* **Your assignment**:
From the records below, find each line with the string "chosen" and copy it.

__________

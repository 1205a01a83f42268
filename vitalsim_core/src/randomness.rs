//! The Randomness Engine - common random numbers
//!
//! Draws are a pure function of (stream key, simulated time, master seed,
//! simulant identity, optional additional key). There is no shared generator
//! whose position depends on who asked first, so two scenarios that differ
//! only in one component make identical stochastic decisions everywhere else.
//!
//! # Derivation
//!
//! ```text
//! SHA-256(key "_" time "_" seed "_" additional_key)  ->  ChaCha8 seed
//! ChaCha8Rng::from_seed(seed).set_stream(simulant)    ->  uniform [0, 1)
//! ```

use rand::{Rng, SeedableRng};
use rand_chacha::ChaCha8Rng;
use sha2::{Digest, Sha256};
use std::cell::RefCell;
use std::collections::HashSet;
use std::rc::Rc;
use thiserror::Error;
use vitalsim_env::RunContext;

use crate::rates::rate_to_probability;

/// Randomness errors
#[derive(Debug, Error)]
pub enum RandomnessError {
    #[error("randomness stream {0} already exists")]
    DuplicateStream(String),

    #[error("stream {stream}: choice weights sum to {total} (> 1) for simulant {simulant}")]
    WeightsExceedOne {
        stream: String,
        simulant: usize,
        total: f64,
    },

    #[error("stream {stream}: choice weights sum to zero for simulant {simulant}")]
    ZeroWeights { stream: String, simulant: usize },

    #[error("stream {0}: at most one residual choice is allowed per weight set")]
    MultipleResiduals(String),

    #[error("stream {stream}: {choices} choices but {weights} weights")]
    ShapeMismatch {
        stream: String,
        choices: usize,
        weights: usize,
    },

    #[error("stream {stream}: expected {expected} values aligned to the index, got {actual}")]
    Misaligned {
        stream: String,
        expected: usize,
        actual: usize,
    },

    #[error("stream {stream}: invalid weight {value} for simulant {simulant}")]
    InvalidWeight {
        stream: String,
        simulant: usize,
        value: f64,
    },
}

/// One entry of a weight vector passed to [`RandomnessStream::choice`].
#[derive(Debug, Clone, PartialEq)]
pub enum Weight {
    /// Same weight for every simulant
    Fixed(f64),
    /// One weight per simulant, aligned with the index
    PerSimulant(Vec<f64>),
    /// Whatever mass the other weights leave over
    Residual,
}

/// Sentinel meaning "the probability mass the explicit weights leave over".
pub const RESIDUAL_CHOICE: Weight = Weight::Residual;

/// Probabilities for filtering, either shared or per simulant.
#[derive(Debug, Clone, Copy)]
pub enum Probability<'a> {
    Uniform(f64),
    PerSimulant(&'a [f64]),
}

impl From<f64> for Probability<'_> {
    fn from(p: f64) -> Self {
        Probability::Uniform(p)
    }
}

impl<'a> From<&'a [f64]> for Probability<'a> {
    fn from(p: &'a [f64]) -> Self {
        Probability::PerSimulant(p)
    }
}

impl<'a> From<&'a Vec<f64>> for Probability<'a> {
    fn from(p: &'a Vec<f64>) -> Self {
        Probability::PerSimulant(p.as_slice())
    }
}

impl Probability<'_> {
    fn at(&self, position: usize) -> f64 {
        match self {
            Probability::Uniform(p) => *p,
            Probability::PerSimulant(values) => values[position],
        }
    }

    fn check_len(&self, stream: &str, expected: usize) -> Result<(), RandomnessError> {
        match self {
            Probability::PerSimulant(values) if values.len() != expected => Err(RandomnessError::Misaligned {
                stream: stream.to_string(),
                expected,
                actual: values.len(),
            }),
            _ => Ok(()),
        }
    }
}

/// Hands out uniquely keyed randomness streams.
pub struct RandomnessManager {
    context: Rc<dyn RunContext>,
    keys: RefCell<HashSet<String>>,
}

impl RandomnessManager {
    /// Creates a manager drawing its seed and clock from `context`.
    pub fn new(context: Rc<dyn RunContext>) -> Self {
        Self {
            context,
            keys: RefCell::new(HashSet::new()),
        }
    }

    /// Returns a new stream for `key`. Each key may be claimed once.
    pub fn get_stream(&self, key: &str) -> Result<RandomnessStream, RandomnessError> {
        if !self.keys.borrow_mut().insert(key.to_string()) {
            return Err(RandomnessError::DuplicateStream(key.to_string()));
        }
        Ok(RandomnessStream::new(key, Rc::clone(&self.context)))
    }

    /// Returns the master seed.
    pub fn seed(&self) -> u64 {
        self.context.seed()
    }
}

/// A keyed source of replayable per-simulant draws.
#[derive(Clone)]
pub struct RandomnessStream {
    key: String,
    context: Rc<dyn RunContext>,
}

impl std::fmt::Debug for RandomnessStream {
    fn fmt(&self, f: &mut std::fmt::Formatter<'_>) -> std::fmt::Result {
        f.debug_struct("RandomnessStream")
            .field("key", &self.key)
            .field("seed", &self.context.seed())
            .finish()
    }
}

impl RandomnessStream {
    /// Creates a stream directly; prefer `RandomnessManager::get_stream`.
    pub fn new(key: &str, context: Rc<dyn RunContext>) -> Self {
        Self {
            key: key.to_string(),
            context,
        }
    }

    /// Returns the stream key.
    pub fn key(&self) -> &str {
        &self.key
    }

    fn draw_seed(&self, additional_key: &str) -> [u8; 32] {
        let mut hasher = Sha256::new();
        hasher.update(self.key.as_bytes());
        hasher.update(b"_");
        hasher.update(self.context.now().format("%Y-%m-%dT%H:%M:%S%.f").to_string().as_bytes());
        hasher.update(b"_");
        hasher.update(self.context.seed().to_le_bytes());
        hasher.update(b"_");
        hasher.update(additional_key.as_bytes());
        let digest = hasher.finalize();

        let mut seed = [0u8; 32];
        seed.copy_from_slice(&digest);
        seed
    }

    /// Returns one uniform [0, 1) value per simulant in `index`.
    pub fn get_draw(&self, index: &[usize]) -> Vec<f64> {
        self.get_draw_keyed(index, "")
    }

    /// Like `get_draw`, with an extra key to decorrelate several draws
    /// made by the same stream in the same step.
    pub fn get_draw_keyed(&self, index: &[usize], additional_key: &str) -> Vec<f64> {
        let seed = self.draw_seed(additional_key);
        index
            .iter()
            .map(|&simulant| {
                let mut rng = ChaCha8Rng::from_seed(seed);
                rng.set_stream(simulant as u64);
                rng.gen::<f64>()
            })
            .collect()
    }

    /// Keeps the simulants whose draw falls below their probability.
    pub fn filter_for_probability<'a>(
        &self,
        index: &[usize],
        probability: impl Into<Probability<'a>>,
    ) -> Result<Vec<usize>, RandomnessError> {
        self.filter_for_probability_keyed(index, probability, "")
    }

    /// `filter_for_probability` with an additional draw key.
    pub fn filter_for_probability_keyed<'a>(
        &self,
        index: &[usize],
        probability: impl Into<Probability<'a>>,
        additional_key: &str,
    ) -> Result<Vec<usize>, RandomnessError> {
        let probability = probability.into();
        probability.check_len(&self.key, index.len())?;
        let draws = self.get_draw_keyed(index, additional_key);
        Ok(index
            .iter()
            .zip(draws)
            .enumerate()
            .filter(|(pos, (_, draw))| *draw < probability.at(*pos))
            .map(|(_, (&simulant, _))| simulant)
            .collect())
    }

    /// Keeps simulants for whom an event with the given rate occurs.
    ///
    /// The rate is converted with `1 - e^{-rate}`; it must already be
    /// expressed per time step.
    pub fn filter_for_rate<'a>(
        &self,
        index: &[usize],
        rate: impl Into<Probability<'a>>,
    ) -> Result<Vec<usize>, RandomnessError> {
        self.filter_for_rate_keyed(index, rate, "")
    }

    /// `filter_for_rate` with an additional draw key.
    pub fn filter_for_rate_keyed<'a>(
        &self,
        index: &[usize],
        rate: impl Into<Probability<'a>>,
        additional_key: &str,
    ) -> Result<Vec<usize>, RandomnessError> {
        let probabilities: Vec<f64> = match rate.into() {
            Probability::Uniform(r) => vec![rate_to_probability(r); index.len()],
            Probability::PerSimulant(rates) => {
                if rates.len() != index.len() {
                    return Err(RandomnessError::Misaligned {
                        stream: self.key.clone(),
                        expected: index.len(),
                        actual: rates.len(),
                    });
                }
                rates.iter().map(|&r| rate_to_probability(r)).collect()
            }
        };
        self.filter_for_probability_keyed(index, &probabilities, additional_key)
    }

    /// Picks one of `choices` per simulant according to `weights`.
    ///
    /// Without a residual weight, each simulant's weights are normalized to
    /// sum to one. With `RESIDUAL_CHOICE`, the explicit weights must not
    /// exceed one and the residual takes the complement.
    pub fn choice<T: Clone>(
        &self,
        index: &[usize],
        choices: &[T],
        weights: &[Weight],
    ) -> Result<Vec<T>, RandomnessError> {
        self.choice_keyed(index, choices, weights, "")
    }

    /// `choice` with an additional draw key.
    pub fn choice_keyed<T: Clone>(
        &self,
        index: &[usize],
        choices: &[T],
        weights: &[Weight],
        additional_key: &str,
    ) -> Result<Vec<T>, RandomnessError> {
        let rows = self.choice_probabilities(index, choices.len(), weights)?;
        let draws = self.get_draw_keyed(index, additional_key);

        Ok(rows
            .iter()
            .zip(draws)
            .map(|(row, draw)| {
                let mut cumulative = 0.0;
                let mut chosen = None;
                for (pos, p) in row.iter().enumerate() {
                    cumulative += p;
                    if *p > 0.0 {
                        // Fall back to the last reachable choice if rounding
                        // leaves the cumulative sum just under the draw.
                        chosen = Some(pos);
                    }
                    if cumulative > draw {
                        break;
                    }
                }
                choices[chosen.unwrap_or(choices.len() - 1)].clone()
            })
            .collect())
    }

    fn choice_probabilities(
        &self,
        index: &[usize],
        num_choices: usize,
        weights: &[Weight],
    ) -> Result<Vec<Vec<f64>>, RandomnessError> {
        if num_choices == 0 || num_choices != weights.len() {
            return Err(RandomnessError::ShapeMismatch {
                stream: self.key.clone(),
                choices: num_choices,
                weights: weights.len(),
            });
        }

        let residuals = weights.iter().filter(|w| matches!(w, Weight::Residual)).count();
        if residuals > 1 {
            return Err(RandomnessError::MultipleResiduals(self.key.clone()));
        }
        for weight in weights {
            if let Weight::PerSimulant(values) = weight {
                if values.len() != index.len() {
                    return Err(RandomnessError::Misaligned {
                        stream: self.key.clone(),
                        expected: index.len(),
                        actual: values.len(),
                    });
                }
            }
        }

        let mut rows = Vec::with_capacity(index.len());
        for (pos, &simulant) in index.iter().enumerate() {
            let mut row: Vec<f64> = weights
                .iter()
                .map(|w| match w {
                    Weight::Fixed(v) => *v,
                    Weight::PerSimulant(values) => values[pos],
                    Weight::Residual => 0.0,
                })
                .collect();

            if let Some(bad) = row.iter().find(|v| !v.is_finite() || **v < 0.0) {
                return Err(RandomnessError::InvalidWeight {
                    stream: self.key.clone(),
                    simulant,
                    value: *bad,
                });
            }

            let total: f64 = row.iter().sum();
            if residuals == 1 {
                if total > 1.0 + 1e-9 {
                    return Err(RandomnessError::WeightsExceedOne {
                        stream: self.key.clone(),
                        simulant,
                        total,
                    });
                }
                if let Some(slot) = weights.iter().position(|w| matches!(w, Weight::Residual)) {
                    row[slot] = (1.0 - total).max(0.0);
                }
            } else {
                if total <= 0.0 {
                    return Err(RandomnessError::ZeroWeights {
                        stream: self.key.clone(),
                        simulant,
                    });
                }
                for v in row.iter_mut() {
                    *v /= total;
                }
            }
            rows.push(row);
        }
        Ok(rows)
    }
}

__________

* **Completed task**:
                let mut chosen = None;
                        chosen = Some(pos);
                choices[chosen.unwrap_or(choices.len() - 1)].clone()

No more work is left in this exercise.